Third, the General Counsel opines that a requirement that employees must use certified or registered mail to communicate their resignations or checkoff revocations to the union is unlawful restraint and coercion, and that such restrictions should be challenged. This is important because, as discussed at the outset, union have become adept at using all kinds of tricks and procedures to hold people in. For example, in one recent case, IBEW Local 58 v. NLRB, 888 F.3d 1313 (D.C. Cir. 2018), the union issued a decree that employees had to show up in person at the union hall with a photo ID in order to resign their memberships or revoke their checkoffs.

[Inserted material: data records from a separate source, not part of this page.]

use contracts::domain::a001_department::Department;
use serde::{Deserialize, Serialize};

use sea_orm::entity::prelude::*;
use sea_orm::{EntityTrait, PaginatorTrait, QueryOrder, Set};

#[derive(Clone, Debug, PartialEq, Eq, DeriveEntityModel, Serialize, Deserialize)]
#[sea_orm(table_name = "departamentos")]
pub struct Model {
    #[sea_orm(primary_key, auto_increment = false)]
    pub numero: String,
    pub nombre: String,
}

#[derive(Copy, Clone, Debug, EnumIter, DeriveRelation)]
pub enum Relation {}

impl ActiveModelBehavior for ActiveModel {}

impl From<Model> for Department {
    fn from(m: Model) -> Self {
        Department {
            code: m.numero,
            name: m.nombre,
        }
    }
}

pub async fn list_all<C: ConnectionTrait>(db: &C) -> Result<Vec<Department>, DbErr> {
    let items = Entity::find()
        .order_by_asc(Column::Numero)
        .all(db)
        .await?
        .into_iter()
        .map(Into::into)
        .collect();
    Ok(items)
}

pub async fn get_by_code<C: ConnectionTrait>(
    db: &C,
    code: &str,
) -> Result<Option<Department>, DbErr> {
    let result = Entity::find_by_id(code.to_string()).one(db).await?;
    Ok(result.map(Into::into))
}

pub async fn count<C: ConnectionTrait>(db: &C) -> Result<u64, DbErr> {
    Entity::find().count(db).await
}

pub async fn insert<C: ConnectionTrait>(db: &C, department: &Department) -> Result<(), DbErr> {
    let active = ActiveModel {
        numero: Set(department.code.clone()),
        nombre: Set(department.name.clone()),
    };
    Entity::insert(active).exec(db).await?;
    Ok(())
}
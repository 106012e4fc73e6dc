pub mod config;
pub mod data;
pub mod errors;
pub mod format;
pub mod state;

The NLRB and the D.C. Circuit had no problem striking down that restrictive policy, but yet the unions continue to try such tactics.

Finally, the General Counsel says that where a union asserts that a dues checkoff revocation is somehow untimely or invalid, “the union must either inform the employee of the specific next period where revocation can be effected or inform the employee that the request will be honored at the next available revocation period.” Where unions fail to do this, the General Counsel directs the regional offices to issue duty of fair representation complaints.  

General Counsel Memo 19-04 is a great step forward in helping employees assert their Beck rights, and in making it easier for them to do so based on full information.

In summary, these two recent developments by both the NLRB and the General Counsel give hope that Beck rights will once again be honored and enforced. Partially because of the success of the Janus case that freed all public sector employees from having to pay any forced dues, people have tended to forget about, or downplay, Beck rights for private sector employees. But those rights are now being revitalized and protected by the current NLRB.